[Dataset extract Boundary: Start]

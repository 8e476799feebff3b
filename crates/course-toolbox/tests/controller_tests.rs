//! Bounded and cyclic controllers, delete and duplicate.

mod common;

use common::{Harness, settle};
use course_toolbox::controllers::IndentDirection;
use course_toolbox::model::Visibility;
use course_toolbox::prelude::*;

fn with_indent(value: u8) -> CourseDocument {
    let level = IndentLevel::new(value).unwrap();
    let mut moveleft = ActionLink::new("moveleft");
    moveleft.hidden = level == IndentLevel::MIN;
    let mut moveright = ActionLink::new("moveright");
    moveright.hidden = level == IndentLevel::MAX;
    CourseDocument::new().with_section(
        SectionView::new(1).with_activity(
            ActivityView::new(5, "page")
                .with_name("Page")
                .with_indent(level)
                .with_link(moveleft)
                .with_link(moveright),
        ),
    )
}

// ============================================================================
// Indent
// ============================================================================

#[tokio::test(start_paused = true)]
async fn test_indent_increase_for_every_level_below_max() {
    for v in 0..16u8 {
        let h = Harness::with(with_indent(v), common::config());
        let task = h.toolbox.indent().apply(&ItemId::from(5), IndentDirection::Increase);
        assert!(task.unwrap().await.is_success());

        let activity = h.activity(5);
        assert_eq!(activity.indent.get(), v + 1);
        assert_eq!(activity.huge_indent, v + 1 > 15);
        let form = h.endpoint.last_request().unwrap();
        assert_eq!(form.get("field"), Some("indent"));
        assert_eq!(form.get("value"), Some((v + 1).to_string().as_str()));
        assert_eq!(form.get("id"), Some("5"));
    }
}

#[tokio::test(start_paused = true)]
async fn test_indent_decrease_for_every_level_above_min() {
    for v in 1..=16u8 {
        let h = Harness::with(with_indent(v), common::config());
        h.toolbox
            .indent()
            .apply(&ItemId::from(5), IndentDirection::Decrease)
            .unwrap()
            .await;
        assert_eq!(h.activity(5).indent.get(), v - 1);
        assert_eq!(h.last_value().as_deref(), Some((v - 1).to_string().as_str()));
    }
}

#[tokio::test(start_paused = true)]
async fn test_indent_bounds_are_noops() {
    let h = Harness::with(with_indent(16), common::config());
    assert!(h.toolbox.indent().apply(&ItemId::from(5), IndentDirection::Increase).is_none());
    assert_eq!(h.activity(5).indent.get(), 16);

    let h2 = Harness::with(with_indent(0), common::config());
    assert!(h2.toolbox.indent().apply(&ItemId::from(5), IndentDirection::Decrease).is_none());
    assert_eq!(h2.activity(5).indent.get(), 0);

    assert_eq!(h.endpoint.request_count() + h2.endpoint.request_count(), 0);
}

#[tokio::test(start_paused = true)]
async fn test_indent_affordances_follow_bounds() {
    let h = Harness::with(with_indent(0), common::config());
    let item = ItemId::from(5);

    h.toolbox.indent().apply(&item, IndentDirection::Increase);
    assert!(!h.activity(5).link("moveleft").unwrap().hidden, "decrease offered once above 0");

    h.toolbox.indent().apply(&item, IndentDirection::Decrease);
    assert!(h.activity(5).link("moveleft").unwrap().hidden, "decrease hidden again at 0");

    let h = Harness::with(with_indent(15), common::config());
    h.toolbox.indent().apply(&item, IndentDirection::Increase);
    assert!(h.activity(5).link("moveright").unwrap().hidden);
    h.toolbox.indent().apply(&item, IndentDirection::Decrease);
    assert!(!h.activity(5).link("moveright").unwrap().hidden);
    settle().await;
}

// ============================================================================
// Visibility
// ============================================================================

#[tokio::test(start_paused = true)]
async fn test_hide_dims_and_swaps_affordance() {
    let h = Harness::new();
    let task = h.click_activity(10, "hide").into_task().unwrap();

    let news = h.activity(10);
    assert!(news.dimmed);
    assert!(news.description_dimmed);
    assert_eq!(news.visibility(), Visibility::Hidden);
    let link = news.link("show").expect("link now offers show");
    assert_eq!(link.title, "[show,moodle]");
    assert_eq!(link.icon.alt, "[show,moodle]");
    assert_eq!(link.icon.src, "/theme/image/moodle/t/show");

    task.await;
    let form = h.endpoint.last_request().unwrap();
    assert_eq!(form.get("class"), Some("resource"));
    assert_eq!(form.get("field"), Some("visible"));
    assert_eq!(form.get("value"), Some("0"));

    let task = h.click_activity(10, "show").into_task().unwrap();
    task.await;
    assert!(!h.activity(10).dimmed);
    assert!(h.activity(10).link("hide").is_some());
    assert_eq!(h.last_value().as_deref(), Some("1"));
}

#[tokio::test(start_paused = true)]
async fn test_label_text_updates_with_affordance() {
    let h = Harness::new();
    h.click_activity(11, "hide");
    let label = h.activity(11);
    assert_eq!(label.dim_style(), "dimmed_text");
    assert_eq!(label.link("show").unwrap().label.as_deref(), Some("[show,moodle]"));
    settle().await;
}

#[tokio::test(start_paused = true)]
async fn test_conditionally_hidden_keeps_dim_but_swaps_affordance() {
    let mut doc = common::course();
    let news = doc.sections_mut()[0].activities.first_mut().unwrap();
    news.conditionally_hidden = true;
    news.availability_info_hidden = Some(true);
    let h = Harness::with(doc, common::config());

    h.click_activity(10, "hide").into_task().unwrap().await;

    let news = h.activity(10);
    assert!(!news.dimmed);
    assert_eq!(news.visibility(), Visibility::ConditionallyHidden);
    assert!(news.link("show").is_some());
    assert_eq!(news.availability_info_hidden, Some(false));
    assert_eq!(h.endpoint.request_count(), 1);
}

#[tokio::test(start_paused = true)]
async fn test_visibility_refused_in_hidden_section() {
    let h = Harness::new();
    let result = h.click_activity(30, "show");
    assert!(result.was_handled());
    assert!(result.into_task().is_none());
    assert!(h.activity(30).dimmed);
    assert_eq!(h.endpoint.request_count(), 0);
}

#[tokio::test(start_paused = true)]
async fn test_set_visibility_ui_through_module_registry() {
    let h = Harness::new();
    assert_eq!(h.services.registry.module_names(), ["course-resource-toolbox"]);

    let handled = h.services.registry.invoke_function(
        "set_visibility_resource_ui",
        &serde_json::json!({"id": 20, "visible": false}),
    );
    assert_eq!(handled, 1);
    assert!(h.activity(20).dimmed);

    // Already hidden: nothing changes.
    assert!(!h.toolbox.set_visibility_ui(&ItemId::from(20), false));
    assert!(h.toolbox.set_visibility_ui(&ItemId::from(20), true));
    assert!(!h.activity(20).dimmed);
    assert!(!h.toolbox.set_visibility_ui(&ItemId::from(999), true));
    assert_eq!(h.endpoint.request_count(), 0);
}

// ============================================================================
// Group mode
// ============================================================================

#[tokio::test(start_paused = true)]
async fn test_group_mode_sends_current_and_advances() {
    let h = Harness::new();

    h.click_activity(10, "groupsnone").into_task().unwrap().await;
    assert_eq!(h.last_value().as_deref(), Some("1"));
    let link = h.activity(10).link("groupsseparate").cloned().unwrap();
    assert_eq!(link.next_group_mode, Some(GroupMode::Visible));
    assert_eq!(link.title, "[clicktochangeinbrackets,moodle: [groupsseparate,moodle]]");
    assert_eq!(link.icon.src, "/theme/image/moodle/i/groups");

    h.click_activity(10, "groupsseparate").into_task().unwrap().await;
    assert_eq!(h.last_value().as_deref(), Some("2"));
    h.click_activity(10, "groupsvisible").into_task().unwrap().await;
    assert_eq!(h.last_value().as_deref(), Some("0"));

    // Three applications bring the link back to where it started.
    let link = h.activity(10).link("groupsnone").cloned().unwrap();
    assert_eq!(link.next_group_mode, Some(GroupMode::Separate));
    assert_eq!(h.endpoint.requests()[0].get("field"), Some("groupmode"));
}

#[tokio::test(start_paused = true)]
async fn test_group_mode_falls_back_to_raw_id() {
    let document = CourseDocument::new().with_section(
        SectionView::new(1).with_activity(
            ActivityView::new(5, "forum")
                .with_name("Forum")
                .with_link(ActionLink::new("groupsvisible")),
        ),
    );
    let h = Harness::with(document, common::config());

    h.click_activity(5, "groupsvisible").into_task().unwrap().await;

    assert_eq!(h.last_value().as_deref(), Some("0"));
    let link = h.activity(5).link("groupsnone").cloned().unwrap();
    assert_eq!(link.next_group_mode, Some(GroupMode::Separate));
    assert_eq!(link.icon.src, "/theme/image/moodle/i/groupn");
}

#[tokio::test(start_paused = true)]
async fn test_group_mode_without_link_is_noop() {
    let h = Harness::new();
    assert!(h.toolbox.group_mode().apply(&ItemId::from(12), "groupsnone").is_none());
    assert_eq!(h.endpoint.request_count(), 0);
}

// ============================================================================
// Highlight
// ============================================================================

#[tokio::test(start_paused = true)]
async fn test_highlight_moves_marker() {
    let h = Harness::new();

    h.click_section(1, "highlight").into_task().unwrap().await;
    h.click_section(2, "highlight").into_task().unwrap().await;

    let current: Vec<_> = h
        .toolbox
        .document()
        .read(|doc| doc.sections().iter().filter(|s| s.current).map(|s| s.id.to_string()).collect());
    assert_eq!(current, ["2"]);
    assert_eq!(h.section(2).link("highlight").unwrap().title, "[markedthistopic,moodle]");
    assert_eq!(h.section(1).link("highlight").unwrap().title, "[markthistopic,moodle]");
    assert_eq!(h.section(1).link("highlight").unwrap().icon.src, "/theme/image/moodle/i/marker");

    let form = h.endpoint.last_request().unwrap();
    assert_eq!(form.get("class"), Some("course"));
    assert_eq!(form.get("field"), Some("marker"));
    assert_eq!(form.get("value"), Some("2"));
    assert_eq!(form.get("id"), None);
    assert_eq!(form.get("courseId"), Some("42"));
}

#[tokio::test(start_paused = true)]
async fn test_highlight_current_section_clears_all() {
    let h = Harness::new();
    h.click_section(2, "highlight").into_task().unwrap().await;
    h.click_section(2, "highlight").into_task().unwrap().await;

    assert!(h.toolbox.document().read(|doc| doc.sections().iter().all(|s| !s.current)));
    assert_eq!(h.last_value().as_deref(), Some("0"));
}

#[tokio::test(start_paused = true)]
async fn test_highlight_overlay_is_section_scoped() {
    let h = Harness::new();
    let task = h.click_section(1, "highlight").into_task().unwrap();
    assert!(h.section(1).is_busy());
    assert!(!h.section(2).is_busy());
    task.await;
    settle().await;
    assert!(!h.section(1).is_busy());
}

// ============================================================================
// Section visibility
// ============================================================================

#[tokio::test(start_paused = true)]
async fn test_section_hide_toggles_listed_items_only() {
    let h = Harness::new();
    h.endpoint
        .reply_json(serde_json::json!({"resourcestotoggle": ["20", 47]}));

    let task = h.click_section(2, "showhide").into_task().unwrap();
    let section = h.section(2);
    assert!(section.hidden);
    let link = section.link("showhide").unwrap();
    assert_eq!(link.title, "[showfromothers,format_topics]");
    assert_eq!(link.icon.src, "/theme/image/moodle/i/show");

    task.await;
    assert!(h.activity(20).dimmed);
    assert!(h.activity(47).dimmed);
    assert!(!h.activity(48).dimmed);
    assert!(h.activity(47).link("show").is_some());
    assert!(!h.activity(10).dimmed);

    let form = h.endpoint.last_request().unwrap();
    assert_eq!(form.get("class"), Some("section"));
    assert_eq!(form.get("value"), Some("0"));
    assert_eq!(form.get("id"), Some("2"));
}

#[tokio::test(start_paused = true)]
async fn test_section_show_uses_format_strings() {
    let config = ToolboxConfig::builder("https://school.example", 42, "tok")
        .format("weeks")
        .build()
        .unwrap();
    let h = Harness::with(common::course(), config);
    h.endpoint.reply_json(serde_json::json!({"resourcestotoggle": [30]}));

    h.click_section(3, "showhide").into_task().unwrap().await;

    assert!(!h.section(3).hidden);
    assert_eq!(h.section(3).link("showhide").unwrap().title, "[hidefromothers,format_weeks]");
    assert!(!h.activity(30).dimmed);
    assert_eq!(h.last_value().as_deref(), Some("1"));
}

// ============================================================================
// Delete
// ============================================================================

#[tokio::test(start_paused = true)]
async fn test_delete_confirmed_removes_then_sends() {
    let h = Harness::new();
    h.endpoint.reply_json(serde_json::json!({"error": "boom"}));

    let task = h.click_activity(10, "delete").into_task().unwrap();
    assert!(!h.has_activity(10), "removed before the reply");
    assert_eq!(
        h.services.confirm.asked(),
        ["[deletechecktypename,moodle: type=[pluginname,forum], name=News]"]
    );

    assert!(!task.await.is_success());
    assert!(!h.has_activity(10), "no rollback on failure");
    assert_eq!(h.services.failures.count(), 1);
    assert_eq!(h.services.menu.hide_count(), 1);

    let form = h.endpoint.last_request().unwrap();
    assert_eq!(form.get("action"), Some("DELETE"));
    assert_eq!(form.get("id"), Some("10"));
}

#[tokio::test(start_paused = true)]
async fn test_delete_declined_does_nothing() {
    let h = Harness::new();
    h.services.confirm.set_answer(false);

    assert!(h.click_activity(11, "delete").into_task().is_none());
    assert!(h.has_activity(11));
    assert_eq!(h.services.confirm.asked(), ["[deletechecktype,moodle: type=[pluginname,label]]"]);
    assert_eq!(h.endpoint.request_count(), 0);
}

// ============================================================================
// Duplicate
// ============================================================================

#[tokio::test(start_paused = true)]
async fn test_duplicate_inserts_after_source() {
    let h = Harness::new();
    let copy = serde_json::json!({"id": 13, "module_type": "forum", "name": "News (copy)"});
    h.endpoint
        .reply_json(serde_json::json!({"cmid": 13, "fullcontent": copy.to_string()}));
    let inserted = std::sync::Arc::new(parking_lot::Mutex::new(Vec::new()));
    let sink = inserted.clone();
    h.toolbox.item_inserted().connect(move |id: &ItemId| sink.lock().push(id.clone()));

    let task = h.click_activity(10, "duplicate").into_task().unwrap();
    assert!(h.section(1).is_busy());
    assert!(!h.activity(10).is_busy());
    task.await;

    let order: Vec<_> = h.section(1).activities.iter().map(|a| a.id.to_string()).collect();
    assert_eq!(order, ["10", "13", "11", "12"]);
    assert_eq!(h.activity(13).name.as_deref(), Some("News (copy)"));
    assert_eq!(*inserted.lock(), [ItemId::from(13)]);
    assert_eq!(h.services.menu.added(), [ItemId::from(13)]);

    let form = h.endpoint.last_request().unwrap();
    assert_eq!(form.get("field"), Some("duplicate"));
    assert_eq!(form.get("sr"), Some("1"));

    settle().await;
    assert!(!h.section(1).is_busy());
}

#[tokio::test(start_paused = true)]
async fn test_duplicate_without_content_changes_nothing() {
    let h = Harness::new();
    h.click_activity(10, "duplicate").into_task().unwrap().await;
    assert_eq!(h.section(1).activities.len(), 3);
    assert!(h.services.menu.added().is_empty());
}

[Dataset extract Boundary: End]

> Exercise prompt:
Among the lines of the material, some contain the string "json". State how many, and nothing more.

> Result for this task:
6